From: Dave Chinner <david@fromorbit.com>
To: Brian Foster <bfoster@redhat.com>
Cc: "Darrick J. Wong" <darrick.wong@oracle.com>,
linux-xfs@vger.kernel.org, Eric Sandeen <sandeen@redhat.com>
Subject: Re: [PATCH RFC] xfs: convert between packed and unpacked agfls on-demand
Date: Tue, 13 Mar 2018 08:14:55 +1100 [thread overview]
Message-ID: <20180312211455.GY18129@dastard> (raw)
In-Reply-To: <20180312173552.GA30332@bfoster.bfoster>
On Mon, Mar 12, 2018 at 01:35:53PM -0400, Brian Foster wrote:
> On Mon, Mar 12, 2018 at 09:11:58AM -0400, Brian Foster wrote:
> > On Fri, Mar 09, 2018 at 02:37:57PM -0800, Darrick J. Wong wrote:
> > > On Fri, Mar 09, 2018 at 04:20:31PM -0500, Brian Foster wrote:
> > > > On Fri, Mar 09, 2018 at 11:08:32AM -0800, Darrick J. Wong wrote:
> > > > > On Fri, Mar 09, 2018 at 01:37:28PM -0500, Brian Foster wrote:
> > > > > > On Fri, Mar 09, 2018 at 09:33:18AM -0800, Darrick J. Wong wrote:
> ...
> > > <nod> I've been mulling over rewriting your previous rfc patch that put
> > > all the scanning/lifting in {get,put}_freelist but having it reset the
> > > agfl instead of doing the swizzling stuff.
> > >
> >
> > Something to be careful of... emptying the agfl obviously means the
> > subsequent fixup is a btree block allocation.

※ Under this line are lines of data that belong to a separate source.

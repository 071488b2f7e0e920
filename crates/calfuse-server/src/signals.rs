//! Shutdown signal handling.
//!
//! SIGTERM and SIGINT (Ctrl+C elsewhere) trigger a graceful shutdown: the
//! listener stops accepting and in-flight callbacks run to completion.

use std::sync::Arc;

use tokio::sync::watch;
use tracing::{debug, info, warn};

/// Broadcasts a one-way shutdown flag.
#[derive(Debug, Clone)]
pub struct ShutdownHandle {
    tx: Arc<watch::Sender<bool>>,
    rx: watch::Receiver<bool>,
}

impl Default for ShutdownHandle {
    fn default() -> Self {
        Self::new()
    }
}

impl ShutdownHandle {
    pub fn new() -> Self {
        let (tx, rx) = watch::channel(false);
        Self {
            tx: Arc::new(tx),
            rx,
        }
    }

    /// Spawns a task that triggers shutdown on SIGTERM or SIGINT.
    #[cfg(unix)]
    pub fn spawn_listener(&self) {
        let handle = self.clone();
        tokio::spawn(async move {
            use tokio::signal::unix::{SignalKind, signal};

            let mut sigterm = match signal(SignalKind::terminate()) {
                Ok(sigterm) => sigterm,
                Err(e) => {
                    warn!(error = %e, "failed to install SIGTERM handler, relying on Ctrl+C");
                    if tokio::signal::ctrl_c().await.is_ok() {
                        info!("received SIGINT, initiating shutdown");
                        handle.trigger();
                    }
                    return;
                }
            };

            tokio::select! {
                _ = sigterm.recv() => info!("received SIGTERM, initiating shutdown"),
                _ = tokio::signal::ctrl_c() => info!("received SIGINT, initiating shutdown"),
            }
            handle.trigger();
            debug!("signal listener stopped");
        });
    }

    /// Spawns a task that triggers shutdown on Ctrl+C.
    #[cfg(not(unix))]
    pub fn spawn_listener(&self) {
        let handle = self.clone();
        tokio::spawn(async move {
            if tokio::signal::ctrl_c().await.is_ok() {
                info!("received Ctrl+C, initiating shutdown");
                handle.trigger();
            }
        });
    }

    /// Requests shutdown.
    pub fn trigger(&self) {
        let _ = self.tx.send(true);
    }

    /// Completes when shutdown is requested.
    pub async fn wait(self) {
        let mut rx = self.rx;
        // Err means every sender is gone; nothing can trigger shutdown any more.
        let _ = rx.wait_for(|down| *down).await;
    }
}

That may limit the context
> > of where the fixup can be performed. IOW, deferring it to
> > _get_freelist() might no longer be safe. Instead, I think we'd have to
> > implement it such that the on-disk flcount is completely untrusted when
> > the mismatch is detected.
> >
> ...
>
> Here's a variant of that patch that does a reset. It's definitely much
> simpler. Thoughts?
I like it - it is so much simpler than the other proposals, and it's
done on demand rather than by a brute-force mount/unmount scan.
> Brian
>
> --- 8< ---
>
> diff --git a/fs/xfs/libxfs/xfs_alloc.c b/fs/xfs/libxfs/xfs_alloc.c
> index c02781a4c091..7d313bb4677d 100644
> --- a/fs/xfs/libxfs/xfs_alloc.c
> +++ b/fs/xfs/libxfs/xfs_alloc.c
> @@ -2053,6 +2053,59 @@ xfs_alloc_space_available(
> return true;
> }
>
> +static bool
> +xfs_agf_verify_flcount(
> + struct xfs_mount *mp,
> + struct xfs_agf *agf)
Needs a comment explaining what it's checking and the return value.
Might actually read better as "xfs_agf_need_flcount_reset()"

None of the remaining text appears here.